Oriental : les infirmiers stagiaires montent au créneau

بتاريخ 6 oct, 2012 - بقلم Redaction

Ça va de mal en pis pour les Instituts de formation aux carrières de santé (IFCS) d’Oujda et de Nador. Les étudiants des 2e et 3e années tiennent des grèves quotidiennes et des sit-in en permanence soit au sein de leurs instituts ou au siège de la Direction régionale du ministère de la Santé. A tel point que depuis leur rentrée scolaire les cours sont carrément séchés. Le 2 octobre des représentants des deux Instituts de l’Oriental se sont réunis pour harmoniser leurs actions. En priorité, l’intégration rapide des lauréats qui attendent leurs affectations depuis juillet.

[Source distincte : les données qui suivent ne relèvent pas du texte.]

//! Time-series estimator for models with traded factors.

use ndarray::{Array2, Axis, concatenate, s};
use sintra_math::{
    CovarianceConfig, kron, moment_covariance, pinv, select_square, transpose_order,
};
use sintra_primitives::{ReturnPanel, WaldTestStatistic};

use crate::ModelError;
use crate::moments::{augment_with_ones, instrument_residual_products, validate_panels};
use crate::results::FactorModelResults;

/// Configuration for the time-series estimator.
#[derive(Debug, Clone)]
pub struct TradedConfig {
    /// Moment covariance estimator used for inference.
    pub cov: CovarianceConfig,
    /// Apply a degree-of-freedom adjustment to the covariance scaling.
    pub debiased: bool,
}

impl Default for TradedConfig {
    fn default() -> Self {
        Self { cov: CovarianceConfig::robust(), debiased: true }
    }
}

/// Time-series estimator of risk premia, loadings and zero-alpha tests.
///
/// Fits one regression per test portfolio of its excess return on an
/// intercept and the factor returns. Because the factors are themselves
/// excess returns on traded portfolios, their sample means estimate the
/// risk premia directly and every intercept is a pricing error.
#[derive(Debug, Clone)]
pub struct TradedFactorModel {
    portfolios: ReturnPanel,
    factors: ReturnPanel,
}

impl TradedFactorModel {
    /// Create an estimator over aligned portfolio and factor panels.
    ///
    /// # Errors
    /// Returns [`ModelError::DimensionMismatch`] when the panels disagree
    /// on the number of periods and [`ModelError::InsufficientData`] when
    /// there are too few periods to fit the time-series regressions.
    pub fn new(portfolios: ReturnPanel, factors: ReturnPanel) -> Result<Self, ModelError> {
        validate_panels(&portfolios, &factors)?;
        Ok(Self { portfolios, factors })
    }

    /// Test portfolio panel.
    #[must_use]
    pub const fn portfolios(&self) -> &ReturnPanel {
        &self.portfolios
    }

    /// Traded factor panel.
    #[must_use]
    pub const fn factors(&self) -> &ReturnPanel {
        &self.factors
    }

    /// Estimate the model.
    ///
    /// # Errors
    /// Returns [`ModelError::Math`] when a covariance or regressor matrix
    /// cannot be inverted.
    pub fn fit(&self, config: &TradedConfig) -> Result<FactorModelResults, ModelError> {
        let p = self.portfolios.view();
        let f = self.factors.view();
        let (nobs, k) = f.dim();
        let n = p.ncols();

        let fc = augment_with_ones(f);
        let risk_premia = f.sum_axis(Axis(0)) / nobs as f64;
        let fe = &f - &risk_premia;
        let b = pinv(&fc)?.dot(&p);
        let eps = &p - &fc.dot(&b);
        let alphas = b.row(0).to_owned();

        // Sandwich covariance of the stacked loading and premia estimates.
        let nloading = (k + 1) * n;
        let fpf = fc.t().dot(&fc) / nobs as f64;
        let mut xpxi = Array2::eye(nloading + k);
        xpxi.slice_mut(s![..nloading, ..nloading])
            .assign(&kron(&Array2::eye(n), &pinv(&fpf)?));
        let xe = concatenate![
            Axis(1),
            instrument_residual_products(fc.view(), eps.view()),
            fe
        ];
        let xeex = moment_covariance(&xe, &config.cov)?;
        let adjust = usize::from(config.debiased);
        let full_vcv = xpxi.dot(&xeex).dot(&xpxi) / (nobs - adjust * (k + 1)) as f64;
        let risk_premia_cov = moment_covariance(&fe, &config.cov)? / (nobs - adjust) as f64;

        // Regroup the loading block slot-major so the pricing errors lead.
        let loading_vcv = full_vcv.slice(s![..nloading, ..nloading]).to_owned();
        let reordered = select_square(&loading_vcv, &transpose_order(n, k + 1));
        let alpha_cov = reordered.slice(s![..n, ..n]).to_owned();

        let stat = alphas.dot(&pinv(&alpha_cov)?.dot(&alphas));
        let jstat = WaldTestStatistic::new(stat, "All alphas are 0", n, "J-statistic");

        let params = b.t().to_owned();
        let betas = b.slice(s![1.., ..]).t().to_owned();
        let residual_ss = eps.mapv(|e| e * e).sum();
        let p_mean = p.sum_axis(Axis(0)) / nobs as f64;
        let demeaned = &p - &p_mean;
        let total_ss = demeaned.mapv(|e| e * e).sum();

        let mut param_names = Vec::with_capacity(nloading + k);
        for portfolio in &self.portfolios.names {
            param_names.push(format!("alpha-{portfolio}"));
            for factor in &self.factors.names {
                param_names.push(format!("beta-{portfolio}-{factor}"));
            }
        }
        for factor in &self.factors.names {
            param_names.push(format!("lambda-{factor}"));
        }

        Ok(FactorModelResults {
            name: "TradedFactorModel".to_string(),
            params,
            cov: full_vcv,
            param_names,
            betas,
            risk_premia,
            risk_premia_cov,
            rp_names: self.factors.names.clone(),
            alphas,
            alpha_cov,
            jstat,
            rsquared: 1.0 - residual_ss / total_ss,
            total_ss,
            residual_ss,
            portfolio_names: self.portfolios.names.clone(),
            factor_names: self.factors.names.clone(),
            cov_kind: config.cov.kind,
            nobs,
        })
    }
}

#[cfg(test)]
mod tests {
    use approx::assert_relative_eq;
    use ndarray::Array2;
    use rand::SeedableRng;
    use rand::rngs::StdRng;
    use rand_distr::{Distribution, Normal};
    use sintra_math::HacKernel;

    use super::*;

    struct Simulated {
        portfolios: ReturnPanel,
        factors: ReturnPanel,
        betas: Array2<f64>,
    }

    /// Zero-alpha returns: p = f * betas' + noise.
    fn simulate(
        n_portfolios: usize,
        n_factors: usize,
        nobs: usize,
        noise: f64,
        seed: u64,
    ) -> Simulated {
        let mut rng = StdRng::seed_from_u64(seed);
        let factor_dist = Normal::new(0.005, 0.02).unwrap();
        let beta_dist = Normal::new(1.0, 0.25).unwrap();
        let noise_dist = Normal::new(0.0, noise).unwrap();

        let factors =
            Array2::from_shape_fn((nobs, n_factors), |_| factor_dist.sample(&mut rng));
        let betas =
            Array2::from_shape_fn((n_portfolios, n_factors), |_| beta_dist.sample(&mut rng));
        let portfolios = factors.dot(&betas.t())
            + Array2::from_shape_fn((nobs, n_portfolios), |_| noise_dist.sample(&mut rng));

        Simulated {
            portfolios: ReturnPanel::with_generated_names("p", portfolios),
            factors: ReturnPanel::with_generated_names("f", factors),
            betas,
        }
    }

    fn fit_default(sim: &Simulated) -> FactorModelResults {
        TradedFactorModel::new(sim.portfolios.clone(), sim.factors.clone())
            .unwrap()
            .fit(&TradedConfig::default())
            .unwrap()
    }

    #[test]
    fn recovers_loadings_and_premia() {
        let sim = simulate(4, 2, 1500, 0.001, 7);
        let results = fit_default(&sim);

        for (estimate, truth) in results.betas.iter().zip(sim.betas.iter()) {
            assert_relative_eq!(estimate, truth, epsilon = 0.02);
        }

        // Premia are exactly the factor sample means.
        let means = sim.factors.values.sum_axis(ndarray::Axis(0)) / 1500.0;
        for (premium, mean) in results.risk_premia.iter().zip(means.iter()) {
            assert_relative_eq!(premium, mean, epsilon = 1e-12);
        }
    }

    #[test]
    fn regression_passes_through_means() {
        let sim = simulate(3, 2, 400, 0.01, 11);
        let results = fit_default(&sim);

        // With an intercept, mean portfolio return equals alpha + beta * mean factor.
        let f_mean = sim.factors.values.sum_axis(ndarray::Axis(0)) / 400.0;
        let p_mean = sim.portfolios.values.sum_axis(ndarray::Axis(0)) / 400.0;
        let fitted = results.betas.dot(&f_mean) + &results.alphas;
        for (lhs, rhs) in fitted.iter().zip(p_mean.iter()) {
            assert_relative_eq!(lhs, rhs, epsilon = 1e-10);
        }
    }

    #[test]
    fn jstat_dof_counts_portfolios() {
        let sim = simulate(6, 1, 300, 0.01, 3);
        let results = fit_default(&sim);

        assert_eq!(results.jstat.df, 6);
        let pvalue = results.jstat.pvalue();
        assert!(pvalue > 0.0 && pvalue < 1.0);
    }

    #[test]
    fn parameter_names_and_shapes() {
        let sim = simulate(2, 1, 200, 0.01, 5);
        let results = fit_default(&sim);

        assert_eq!(
            results.param_names,
            vec!["alpha-p.0", "beta-p.0-f.0", "alpha-p.1", "beta-p.1-f.0", "lambda-f.0"]
        );
        assert_eq!(results.params.dim(), (2, 2));
        assert_eq!(results.cov.dim(), (5, 5));
        assert_eq!(results.rp_names, vec!["f.0"]);
        assert_eq!(results.nobs, 200);
    }

    #[test]
    fn portfolio_order_does_not_change_the_test() {
        let sim = simulate(3, 1, 250, 0.01, 13);
        let results = fit_default(&sim);

        let mut swapped_values = sim.portfolios.values.clone();
        let first = sim.portfolios.values.column(0).to_owned();
        let last = sim.portfolios.values.column(2).to_owned();
        swapped_values.column_mut(0).assign(&last);
        swapped_values.column_mut(2).assign(&first);
        let swapped = ReturnPanel::new(
            vec!["p.2".to_string(), "p.1".to_string(), "p.0".to_string()],
            swapped_values,
        );

        let swapped_results = TradedFactorModel::new(swapped, sim.factors.clone())
            .unwrap()
            .fit(&TradedConfig::default())
            .unwrap();

        assert_relative_eq!(results.jstat.stat, swapped_results.jstat.stat, epsilon = 1e-8);
    }

    #[test]
    fn debiasing_scales_the_covariance() {
        let sim = simulate(2, 2, 150, 0.01, 17);
        let model = TradedFactorModel::new(sim.portfolios, sim.factors).unwrap();

        let debiased = model.fit(&TradedConfig::default()).unwrap();
        let plain =
            model.fit(&TradedConfig { cov: CovarianceConfig::robust(), debiased: false }).unwrap();

        // Only the scaling changes: nobs - (k + 1) versus nobs.
        for (d, p) in debiased.cov.iter().zip(plain.cov.iter()) {
            assert_relative_eq!(d * (150.0 - 3.0), p * 150.0, epsilon = 1e-10);
        }
        for (d, p) in debiased.risk_premia_cov.iter().zip(plain.risk_premia_cov.iter()) {
            assert_relative_eq!(d * 149.0, p * 150.0, epsilon = 1e-10);
        }
    }

    #[test]
    fn kernel_inference_smoke() {
        let sim = simulate(3, 1, 220, 0.01, 29);
        let config = TradedConfig {
            cov: CovarianceConfig::kernel(HacKernel::Bartlett, Some(4)),
            debiased: true,
        };
        let results = TradedFactorModel::new(sim.portfolios, sim.factors)
            .unwrap()
            .fit(&config)
            .unwrap();

        assert_eq!(results.cov_kind.to_string(), "kernel");
        assert_eq!(results.cov.dim(), (7, 7));
        for i in 0..7 {
            assert!(results.cov[[i, i]] > 0.0);
        }
    }

    #[test]
    fn residuals_are_orthogonal_to_regressors() {
        let sim = simulate(4, 2, 350, 0.02, 23);
        let results = fit_default(&sim);

        let eps = &sim.portfolios.values
            - &sim.factors.values.dot(&results.betas.t())
            - &results.alphas;
        let fc = augment_with_ones(sim.factors.view());
        let cross = fc.t().dot(&eps);
        for entry in &cross {
            assert_relative_eq!(*entry, 0.0, epsilon = 1e-9);
        }
    }

    #[test]
    fn mismatched_rows_rejected() {
        let portfolios = ReturnPanel::with_generated_names("p", Array2::zeros((10, 2)));
        let factors = ReturnPanel::with_generated_names("f", Array2::zeros((9, 1)));

        let err = TradedFactorModel::new(portfolios, factors).unwrap_err();
        assert!(matches!(err, ModelError::DimensionMismatch { .. }));
    }

    #[test]
    fn short_sample_inference_stays_well_formed() {
        let sim = simulate(25, 3, 200, 0.01, 41);
        let results = fit_default(&sim);

        assert_eq!(results.jstat.df, 25);
        let pvalue = results.jstat.pvalue();
        assert!(pvalue > 0.0 && pvalue < 1.0);
        for i in 0..25 {
            assert!(results.alpha_cov[[i, i]] > 0.0);
        }
    }

    #[test]
    fn alpha_test_holds_size_under_the_null() {
        let mut accepted = 0;
        for seed in 0..100 {
            let sim = simulate(25, 1, 2000, 0.01, 1000 + seed);
            let results = fit_default(&sim);
            if results.jstat.pvalue() > 0.05 {
                accepted += 1;
            }
        }

        // Asymptotic size is 5%; the draws are fixed, so the count is stable.
        assert!(accepted >= 90, "accepted {accepted} of 100 under the null");
    }
}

L’élaboration d’un statut propre au corps des infirmiers avec des équivalences de diplômes en corrélation avec les années de formation. Chaque niveau de formation devrait correspondre aux diplômes universitaires LMD (Licence, master et doctorat). Pour se faire entendre, ils ne ratent aucune occasion. Ils l’ont exprimé haut et fort au Chef du gouvernement lors de sa dernière visite à Oujda. Ils en ont fait de même avec le ministre de la Santé qui vient d’ajourner sa visite dans la région. Une détermination qui va crescendo, et un sit-in national est même prévu samedi prochain à Rabat. Une opportunité pour les différentes commissions de coordination régionales d’accorder leurs actions. «Nous suivons une formation draconienne répondant aux standards exigés. Nous développons de réelles aptitudes pour être au niveau des attentes des citoyens lors de stages difficiles et des permanences de jour comme de nuit. Alors que l’accès aux instituts privés est tributaires des moyens financiers et pas de l’exigence en formation adaptée», explique Mohammed Hamid, membre de la commission de coordination d’Oujda.
D’autres stagiaires avancent que les candidats retenus lors des différents concours d’accès aux IFCS l’ont été à partir d’une présélection et d’un concours difficile qui trient à l’avance les profils convoités. «Cette année une candidate a passé ce concours avec 18 /20 de moyenne. Ceux qui ont plus de 15/20 sont légion. Nous devons être traités sur un pied d’égalité avec ceux qui ont obtenu le bac avec mention passable. C’est injuste. C’est un problème qui doit être résolu entre les ministères de l’Enseignement, la Santé et la Fonction publique», font-ils observer. Ceci dit, précisent ces protestataires, même les stagiaires du privé sont victimes car ils doivent verser entre 60.000 et 70.000 DH pour obtenir le diplôme d’infirmier. Eux aussi peuvent être recrutés, mais il faut trouver une formule juste qui prenne en considération le type de formation.